Jackson testified Tuesday that he and Cannon had known one another for seven years and were friends at one time. On the evening of June 1, 2020, Jackson said he, Cannon, and a third person got into his Pontiac G6 and drove around town looking for places to loot amid rioting in the city.

Jackson said they looted some stores before going to Lee’s Pawn and Jewelry well after midnight on June 2. According to Jackson, Cannon was wearing a black Adidas tracksuit and white hat. Jackson claimed he was inside the pawn shop when Capt. Dorn arrived. He told the jury he hid inside the store when Dorn fired two shots into the air to disperse the crowd. He then heard more gunshots before Cannon came to the front of the store and called out that it was time to leave. 

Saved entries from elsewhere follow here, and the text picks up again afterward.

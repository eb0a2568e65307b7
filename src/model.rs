//! Token payloads and the immutable value holders they are built from.

use crate::error::{Error, Result};
use crate::validator::{is_name_char, is_whitespace, validate_name};
use serde::{Deserialize, Serialize};
use std::fmt;
use std::ops::Index;

/// Quotation mark delimiting an attribute value.
#[derive(Debug, Clone, Copy, PartialEq, Eq, Hash, Default, Serialize, Deserialize)]
pub enum QuoteStyle {
    /// `"value"`
    #[default]
    Double,
    /// `'value'`
    Single,
}

impl QuoteStyle {
    /// The delimiting character.
    #[inline]
    pub fn as_char(self) -> char {
        match self {
            QuoteStyle::Double => '"',
            QuoteStyle::Single => '\'',
        }
    }

    /// Maps a delimiting character back to its style.
    #[inline]
    pub fn from_char(c: char) -> Option<Self> {
        match c {
            '"' => Some(QuoteStyle::Double),
            '\'' => Some(QuoteStyle::Single),
            _ => None,
        }
    }
}

/// An XML attribute.
#[derive(Debug, Clone, PartialEq, Eq, Serialize, Deserialize)]
pub struct Attribute {
    /// The attribute name.
    pub name: String,
    /// The attribute value, with references decoded.
    pub value: String,
    /// The quotation mark used (or to be used) around the value.
    pub quote: QuoteStyle,
}

impl Attribute {
    /// Creates a double-quoted attribute.
    pub fn new<N: Into<String>, V: Into<String>>(name: N, value: V) -> Self {
        Self::with_quote(name, value, QuoteStyle::Double)
    }

    /// Creates an attribute with an explicit quote style.
    pub fn with_quote<N: Into<String>, V: Into<String>>(
        name: N,
        value: V,
        quote: QuoteStyle,
    ) -> Self {
        Self {
            name: name.into(),
            value: value.into(),
            quote,
        }
    }
}

/// Attributes in the order they were encountered.
///
/// Names are not checked for uniqueness at this layer.
#[derive(Debug, Clone, Default, PartialEq, Eq, Serialize, Deserialize)]
#[serde(transparent)]
pub struct AttributeList(Vec<Attribute>);

impl AttributeList {
    /// Creates an empty list.
    #[inline]
    pub fn new() -> Self {
        Self(Vec::new())
    }

    /// Appends an attribute.
    #[inline]
    pub fn add(&mut self, attribute: Attribute) {
        self.0.push(attribute);
    }

    /// Returns the first attribute with the given name.
    pub fn get(&self, name: &str) -> Option<&Attribute> {
        self.0.iter().find(|attribute| attribute.name == name)
    }

    /// Number of attributes.
    #[inline]
    pub fn len(&self) -> usize {
        self.0.len()
    }

    /// Returns `true` if the list holds no attributes.
    #[inline]
    pub fn is_empty(&self) -> bool {
        self.0.is_empty()
    }

    /// Iterates over the attributes in order.
    #[inline]
    pub fn iter(&self) -> std::slice::Iter<'_, Attribute> {
        self.0.iter()
    }

    /// Removes all attributes.
    #[inline]
    pub fn clear(&mut self) {
        self.0.clear();
    }
}

impl Index<usize> for AttributeList {
    type Output = Attribute;

    fn index(&self, index: usize) -> &Attribute {
        &self.0[index]
    }
}

impl FromIterator<Attribute> for AttributeList {
    fn from_iter<I: IntoIterator<Item = Attribute>>(iter: I) -> Self {
        Self(iter.into_iter().collect())
    }
}

impl IntoIterator for AttributeList {
    type Item = Attribute;
    type IntoIter = std::vec::IntoIter<Attribute>;

    fn into_iter(self) -> Self::IntoIter {
        self.0.into_iter()
    }
}

impl<'a> IntoIterator for &'a AttributeList {
    type Item = &'a Attribute;
    type IntoIter = std::slice::Iter<'a, Attribute>;

    fn into_iter(self) -> Self::IntoIter {
        self.0.iter()
    }
}

/// A `<!DOCTYPE name>` declaration, constraining the root element name.
#[derive(Debug, Clone, Default, PartialEq, Eq, Serialize, Deserialize)]
pub struct DocumentType {
    /// Required root element name.
    pub name: String,
}

impl DocumentType {
    /// Creates a document type for the given root element name.
    pub fn new<S: Into<String>>(name: S) -> Self {
        Self { name: name.into() }
    }

    /// A document type is valid when its name is a valid XML name.
    pub fn is_valid(&self) -> bool {
        validate_name(&self.name)
    }
}

/// A processing instruction: `<?target data?>`.
#[derive(Debug, Clone, Default, PartialEq, Eq, Serialize, Deserialize)]
pub struct ProcessingInstruction {
    /// Processing instruction target.
    pub target: String,
    /// Literal data, empty when the instruction has none.
    pub data: String,
}

impl ProcessingInstruction {
    /// Creates a processing instruction.
    pub fn new<T: Into<String>, D: Into<String>>(target: T, data: D) -> Self {
        Self {
            target: target.into(),
            data: data.into(),
        }
    }

    /// Checks the target (a name other than `xml`) and the data (no `?>`,
    /// no leading whitespace, which would be read back as the separator).
    pub fn is_valid(&self) -> bool {
        crate::validator::validate_pi_target(&self.target)
            && crate::validator::validate_pi_data(&self.data)
            && !self.data.starts_with(crate::validator::is_whitespace)
    }
}

/// The XML declaration: `<?xml version="1.0" encoding="UTF-8"?>`.
#[derive(Debug, Clone, PartialEq, Eq, Serialize, Deserialize)]
pub struct XmlDeclaration {
    /// XML version (e.g., "1.0").
    pub version: String,
    /// Character encoding (e.g., "UTF-8").
    pub encoding: Option<String>,
    /// Standalone document declaration.
    pub standalone: Option<bool>,
}

impl Default for XmlDeclaration {
    fn default() -> Self {
        Self {
            version: "1.0".to_string(),
            encoding: Some("UTF-8".to_string()),
            standalone: None,
        }
    }
}

impl XmlDeclaration {
    /// Parses the pseudo-attributes of an XML declaration from the data of
    /// a processing instruction whose target is `xml`.
    ///
    /// ```text
    /// XMLDecl      ::= '<?xml' VersionInfo EncodingDecl? SDDecl? S? '?>'
    /// VersionNum   ::= '1.' [0-9]+
    /// EncName      ::= [A-Za-z] ([A-Za-z0-9._] | '-')*
    /// SDDecl       ::= S 'standalone' Eq (("'" ('yes' | 'no') "'") | ('"' ('yes' | 'no') '"'))
    /// ```
    pub fn from_pi_data(data: &str) -> Result<Self> {
        let mut pairs = pseudo_attributes(data)?.into_iter().peekable();

        let version = match pairs.next() {
            Some((name, value)) if name == "version" => value,
            _ => return Err(Error::invalid_declaration("version must come first")),
        };
        if !is_version_num(&version) {
            return Err(Error::invalid_declaration(format!("unsupported version {:?}", version)));
        }

        let mut declaration = Self {
            version,
            encoding: None,
            standalone: None,
        };

        if let Some((_, value)) = pairs.next_if(|(name, _)| name == "encoding") {
            if !is_enc_name(&value) {
                return Err(Error::invalid_declaration(format!("invalid encoding {:?}", value)));
            }
            declaration.encoding = Some(value);
        }

        if let Some((_, value)) = pairs.next_if(|(name, _)| name == "standalone") {
            declaration.standalone = match value.as_str() {
                "yes" => Some(true),
                "no" => Some(false),
                other => {
                    return Err(Error::invalid_declaration(format!(
                        "standalone must be 'yes' or 'no', found {:?}",
                        other
                    )))
                }
            };
        }

        match pairs.next() {
            Some((name, _)) => Err(Error::invalid_declaration(format!(
                "unexpected pseudo-attribute {:?}",
                name
            ))),
            None => Ok(declaration),
        }
    }

    /// Returns `true` if the declared encoding is UTF-8 (or absent).
    pub fn is_utf8(&self) -> bool {
        self.encoding
            .as_deref()
            .map_or(true, |encoding| encoding.eq_ignore_ascii_case("utf-8"))
    }

    /// Checks the fields against the declaration grammar.
    pub fn is_valid(&self) -> bool {
        is_version_num(&self.version) && self.encoding.as_deref().map_or(true, is_enc_name)
    }
}

/// Formats the declaration's pseudo-attributes, as they appear after `<?xml `.
impl fmt::Display for XmlDeclaration {
    fn fmt(&self, f: &mut fmt::Formatter<'_>) -> fmt::Result {
        write!(f, "version=\"{}\"", self.version)?;
        if let Some(encoding) = &self.encoding {
            write!(f, " encoding=\"{}\"", encoding)?;
        }
        if let Some(standalone) = self.standalone {
            write!(f, " standalone=\"{}\"", if standalone { "yes" } else { "no" })?;
        }
        Ok(())
    }
}

fn is_version_num(version: &str) -> bool {
    version
        .strip_prefix("1.")
        .map_or(false, |minor| !minor.is_empty() && minor.bytes().all(|b| b.is_ascii_digit()))
}

fn is_enc_name(encoding: &str) -> bool {
    let mut bytes = encoding.bytes();
    matches!(bytes.next(), Some(b) if b.is_ascii_alphabetic())
        && bytes.all(|b| b.is_ascii_alphanumeric() || matches!(b, b'.' | b'_' | b'-'))
}

/// Splits `name = "value"` pairs separated by whitespace.
fn pseudo_attributes(data: &str) -> Result<Vec<(String, String)>> {
    let mut pairs = Vec::with_capacity(3);
    let mut chars = data.chars().peekable();

    loop {
        let mut separated = false;
        while chars.next_if(|&c| is_whitespace(c)).is_some() {
            separated = true;
        }
        if chars.peek().is_none() {
            return Ok(pairs);
        }
        if !pairs.is_empty() && !separated {
            return Err(Error::invalid_declaration("missing whitespace between pseudo-attributes"));
        }

        let mut name = String::new();
        while let Some(c) = chars.next_if(|&c| is_name_char(c)) {
            name.push(c);
        }
        if !validate_name(&name) {
            return Err(Error::invalid_declaration(format!(
                "invalid pseudo-attribute name {:?}",
                name
            )));
        }

        while chars.next_if(|&c| is_whitespace(c)).is_some() {}
        if chars.next() != Some('=') {
            return Err(Error::invalid_declaration(format!("expected '=' after {}", name)));
        }
        while chars.next_if(|&c| is_whitespace(c)).is_some() {}

        let quote = match chars.next().and_then(QuoteStyle::from_char) {
            Some(quote) => quote.as_char(),
            None => return Err(Error::invalid_declaration(format!("unquoted value for {}", name))),
        };
        let mut value = String::new();
        loop {
            match chars.next() {
                Some(c) if c == quote => break,
                Some(c) => value.push(c),
                None => {
                    return Err(Error::invalid_declaration(format!(
                        "unterminated value for {}",
                        name
                    )))
                }
            }
        }
        pairs.push((name, value));
    }
}

/// The closed set of token kinds a sub-parser can produce.
#[derive(Debug, Clone, Copy, PartialEq, Eq, Hash, Serialize, Deserialize)]
pub enum TokenKind {
    /// `<name attr="value">`
    StartOfElement,
    /// `<name attr="value"/>`
    EmptyElement,
    /// `</name>`
    EndOfElement,
    /// Character data between markup.
    Text,
    /// `<![CDATA[...]]>`
    CData,
    /// `<!-- ... -->`
    Comment,
    /// `<?target data?>`
    ProcessingInstruction,
    /// `<?xml version="1.0"?>`
    XmlDeclaration,
    /// `<!DOCTYPE name>`
    DocumentType,
}

/// A fully recognized token with its payload.
#[derive(Debug, Clone, PartialEq, Eq, Serialize, Deserialize)]
pub enum Token {
    /// XML declaration.
    XmlDeclaration(XmlDeclaration),
    /// Document type declaration.
    DocumentType(DocumentType),
    /// Start of an element.
    StartOfElement {
        /// Element name.
        name: String,
        /// Element attributes.
        attributes: AttributeList,
    },
    /// Empty element.
    EmptyElement {
        /// Element name.
        name: String,
        /// Element attributes.
        attributes: AttributeList,
    },
    /// End of an element.
    EndOfElement {
        /// Element name.
        name: String,
    },
    /// Text content, references decoded.
    Text(String),
    /// CDATA section content, verbatim.
    CData(String),
    /// Comment text between `<!--` and `-->`.
    Comment(String),
    /// Processing instruction.
    ProcessingInstruction(ProcessingInstruction),
}

impl Token {
    /// Returns the kind of this token.
    pub fn kind(&self) -> TokenKind {
        match self {
            Token::XmlDeclaration(_) => TokenKind::XmlDeclaration,
            Token::DocumentType(_) => TokenKind::DocumentType,
            Token::StartOfElement { .. } => TokenKind::StartOfElement,
            Token::EmptyElement { .. } => TokenKind::EmptyElement,
            Token::EndOfElement { .. } => TokenKind::EndOfElement,
            Token::Text(_) => TokenKind::Text,
            Token::CData(_) => TokenKind::CData,
            Token::Comment(_) => TokenKind::Comment,
            Token::ProcessingInstruction(_) => TokenKind::ProcessingInstruction,
        }
    }

    /// Element name for start, empty and end tokens.
    pub fn name(&self) -> Option<&str> {
        match self {
            Token::StartOfElement { name, .. }
            | Token::EmptyElement { name, .. }
            | Token::EndOfElement { name } => Some(name),
            Token::DocumentType(doctype) => Some(&doctype.name),
            _ => None,
        }
    }
}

Jackson told the court he did not see Dorn’s body and was unaware at the time Cannon had shot the retired captain. He spoke with Cannon next time via the Facebook Messenger app and said that’s when Cannon admitted to shooting Dorn.

He admitted to telling police several different stories to cover for Cannon but found himself charged with murder. Under cross-examination, the defense played eight different clips of Jackson’s interrogation for the jury, showing him attempting to lie or deflect detectives from their investigation.

Cannon’s defense attorney, Brian Horneyer, played clips of Jackson telling detectives, “You tell me what to say and I’ll say it,” and “I’ll witness whatever you want me to witness.” Jackson said he meant in terms of telling the truth.

Jackson admitted to signing a plea agreement approximately two months ago, but without any guarantee of a reduced sentence.

“My only expectation is to clear my name,” he said.

However, the defense pointed to pretrial testimony in which Jackson said he expected to get just two years for his cooperation.

In closing arguments, Horneyer said police and prosecutors realized they didn’t have a good case, so they went to Jackson, “who lies as easily as he breathes,” to testify against Cannon.

Horneyer said he will file an appeal on Cannon’s behalf. If that is denied at the time of sentencing, he plans to seek a retrial.